Work required =>
Among the entries below, extract exactly the lines that run from the one with "fn eligible(&self, giver: &str)" through the one with "for giver in", both ends included.

________________________________________

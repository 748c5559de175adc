use crate::domain::model::{Assignment, Pool};
use crate::domain::ports::ArtifactStore;
use crate::utils::error::{ConstructionError, Result};
use rand::seq::SliceRandom;
use rand::Rng;
use std::collections::HashMap;

#[derive(Debug, Clone, Copy, Default, PartialEq, Eq)]
pub struct AssignmentRules {
    /// 是否允許 A→B 與 B→A 同時成立
    pub allow_reciprocal: bool,
}

impl AssignmentRules {
    pub fn new(allow_reciprocal: bool) -> Self {
        Self { allow_reciprocal }
    }

    /// 最短的合法循環長度，也就是一個非空池最少需要的人數
    pub fn min_pool_size(&self) -> usize {
        if self.allow_reciprocal {
            2
        } else {
            3
        }
    }
}

/// 單一池內已被抽走的收禮者：收禮者 → 送禮者
///
/// 已記錄的配對會形成若干條鏈 (x1 → x2 → ... → g)，其中 g 尚未送出。
/// 沿著這個對應往回走就能找到 g 所在鏈的起點。
#[derive(Debug, Default)]
pub struct ClaimedRecipients {
    giver_by_recipient: HashMap<String, String>,
}

impl ClaimedRecipients {
    pub fn new() -> Self {
        Self::default()
    }

    pub fn is_claimed(&self, recipient: &str) -> bool {
        self.giver_by_recipient.contains_key(recipient)
    }

    /// 誰抽到了 `recipient`
    pub fn giver_of(&self, recipient: &str) -> Option<&str> {
        self.giver_by_recipient.get(recipient).map(String::as_str)
    }

    pub fn record(&mut self, giver: &str, recipient: &str) {
        self.giver_by_recipient
            .insert(recipient.to_string(), giver.to_string());
    }

    /// `giver` 所在鏈的起點與鏈長。`giver` 必須尚未送出，否則會無限循環。
    pub fn chain_head<'a>(&'a self, giver: &'a str) -> (&'a str, usize) {
        let mut head = giver;
        let mut length = 1;
        while let Some(previous) = self.giver_of(head) {
            head = previous;
            length += 1;
        }
        (head, length)
    }
}

/// 一個池的抽籤狀態，只存在於一次 `assign` 呼叫中
struct PoolDraw<'a> {
    pool: &'a Pool,
    rules: AssignmentRules,
    claimed: ClaimedRecipients,
    /// 尚未落入已封閉循環的人數
    open: usize,
}

impl<'a> PoolDraw<'a> {
    fn new(pool: &'a Pool, rules: AssignmentRules) -> Self {
        Self {
            pool,
            rules,
            claimed: ClaimedRecipients::new(),
            open: pool.len(),
        }
    }

    fn eligible(&self, giver: &str) -> Vec<&'a str> {
        let reciprocal = if self.rules.allow_reciprocal {
            None
        } else {
            self.claimed.giver_of(giver)
        };

        // 抽到自己鏈的起點會封閉成循環；剩下的人不足一個循環時不可封閉
        let (head, length) = self.claimed.chain_head(giver);
        let remaining = self.open - length;
        let strands = remaining > 0 && remaining < self.rules.min_pool_size();

        let pool: &'a Pool = self.pool;
        pool.members
            .iter()
            .map(String::as_str)
            .filter(|candidate| *candidate != giver)
            .filter(|candidate| !self.claimed.is_claimed(candidate))
            .filter(|candidate| Some(*candidate) != reciprocal)
            .filter(|candidate| !(strands && *candidate == head))
            .collect()
    }

    fn record(&mut self, giver: &str, recipient: &str) {
        let (head, length) = self.claimed.chain_head(giver);
        if head == recipient {
            self.open -= length;
        }
        self.claimed.record(giver, recipient);
    }
}

/// 為一個池抽籤，每抽出一位就立即寫入 `store`
///
/// 送禮者以隨機順序處理；每位送禮者從合格名單中均勻抽出一位收禮者。
/// 合格名單為池內成員扣除自己、已被抽走的人，以及 (不允許互抽時) 已抽到自己的人。
/// 合格名單為空時回傳 `ConstructionError::PoolExhausted`。
pub fn assign<S, R>(
    pool: &Pool,
    rules: AssignmentRules,
    store: &mut S,
    rng: &mut R,
) -> Result<Assignment>
where
    S: ArtifactStore + ?Sized,
    R: Rng + ?Sized,
{
    tracing::info!("🎁 Assigning pool {} ({} members)", pool.index, pool.len());

    let mut givers: Vec<&str> = pool.members.iter().map(String::as_str).collect();
    givers.shuffle(rng);

    let mut draw = PoolDraw::new(pool, rules);
    let mut assignment = Assignment::new();

    for giver in givers {
        let eligible = draw.eligible(giver);
        tracing::debug!("{} draws from {} eligible recipients", giver, eligible.len());

        let recipient = *eligible
            .choose(rng)
            .ok_or_else(|| ConstructionError::PoolExhausted {
                pool: pool.index,
                giver: giver.to_string(),
            })?;
        tracing::trace!("{} -> {}", giver, recipient);

        store.put(giver, recipient)?;
        draw.record(giver, recipient);
        assignment.insert(giver.to_string(), recipient.to_string());
    }

    Ok(assignment)
}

________________________________________

Task output =>
    fn eligible(&self, giver: &str) -> Vec<&'a str> {
        let reciprocal = if self.rules.allow_reciprocal {
            None
        } else {
            self.claimed.giver_of(giver)
        };

        // 抽到自己鏈的起點會封閉成循環；剩下的人不足一個循環時不可封閉
        let (head, length) = self.claimed.chain_head(giver);
        let remaining = self.open - length;
        let strands = remaining > 0 && remaining < self.rules.min_pool_size();

        let pool: &'a Pool = self.pool;
        pool.members
            .iter()
            .map(String::as_str)
            .filter(|candidate| *candidate != giver)
            .filter(|candidate| !self.claimed.is_claimed(candidate))
            .filter(|candidate| Some(*candidate) != reciprocal)
            .filter(|candidate| !(strands && *candidate == head))
            .collect()
    }

    fn record(&mut self, giver: &str, recipient: &str) {
        let (head, length) = self.claimed.chain_head(giver);
        if head == recipient {
            self.open -= length;
        }
        self.claimed.record(giver, recipient);
    }
}

/// 為一個池抽籤，每抽出一位就立即寫入 `store`
///
/// 送禮者以隨機順序處理；每位送禮者從合格名單中均勻抽出一位收禮者。
/// 合格名單為池內成員扣除自己、已被抽走的人，以及 (不允許互抽時) 已抽到自己的人。
/// 合格名單為空時回傳 `ConstructionError::PoolExhausted`。
pub fn assign<S, R>(
    pool: &Pool,
    rules: AssignmentRules,
    store: &mut S,
    rng: &mut R,
) -> Result<Assignment>
where
    S: ArtifactStore + ?Sized,
    R: Rng + ?Sized,
{
    tracing::info!("🎁 Assigning pool {} ({} members)", pool.index, pool.len());

    let mut givers: Vec<&str> = pool.members.iter().map(String::as_str).collect();
    givers.shuffle(rng);

    let mut draw = PoolDraw::new(pool, rules);
    let mut assignment = Assignment::new();

    for giver in givers {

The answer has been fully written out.